WHAT YOU ARE ASKED TO DO:
The entries below are to be duplicated exactly, with nothing left out.

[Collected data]
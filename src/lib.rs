//! Renju referee for a 15x15 board
//!
//! Black moves first, opens on the center point and is restricted: an
//! overline, a double-four or a double-three loses on the spot. Exactly five
//! in a row wins for Black; five or more wins for White.
//!
//! # Architecture
//!
//! - [`board`]: packed board storage and line windows
//! - [`rules`]: shape tables, shape counting, forbidden-point resolution
//!   and the outcome of a move
//! - [`game`]: the placement gate and move commits
//!
//! # Quick Start
//!
//! ```
//! use renju::{Game, Outcome, Pos};
//!
//! let mut game = Game::new();
//! assert!(game.can_place(Pos::new(7, 7)));
//! let outcome = game.commit_move("h8".parse().unwrap()).unwrap();
//! assert_eq!(outcome, Outcome::InProgress);
//! ```
//!
//! The engine never chooses moves; it only judges the ones it is given.

pub mod board;
pub mod game;
pub mod rules;

// Re-export commonly used types for convenience
pub use board::{Board, ParsePosError, Pos, Stone, BOARD_SIZE, CENTER, TOTAL_CELLS};
pub use game::{Game, MoveError};
pub use rules::{Counter, Outcome};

FINAL ANSWER:
filename src/lib.rs
//! Renju referee for a 15x15 board
//!
//! Black moves first, opens on the center point and is restricted: an
//! overline, a double-four or a double-three loses on the spot. Exactly five
//! in a row wins for Black; five or more wins for White.
//!
//! # Architecture
//!
//! - [`board`]: packed board storage and line windows
//! - [`rules`]: shape tables, shape counting, forbidden-point resolution
//!   and the outcome of a move
//! - [`game`]: the placement gate and move commits
//!
//! # Quick Start
//!
//! ```
//! use renju::{Game, Outcome, Pos};
//!
//! let mut game = Game::new();
//! assert!(game.can_place(Pos::new(7, 7)));
//! let outcome = game.commit_move("h8".parse().unwrap()).unwrap();
//! assert_eq!(outcome, Outcome::InProgress);
//! ```
//!
//! The engine never chooses moves; it only judges the ones it is given.

pub mod board;
pub mod game;
pub mod rules;

// Re-export commonly used types for convenience
pub use board::{Board, ParsePosError, Pos, Stone, BOARD_SIZE, CENTER, TOTAL_CELLS};
pub use game::{Game, MoveError};
pub use rules::{Counter, Outcome};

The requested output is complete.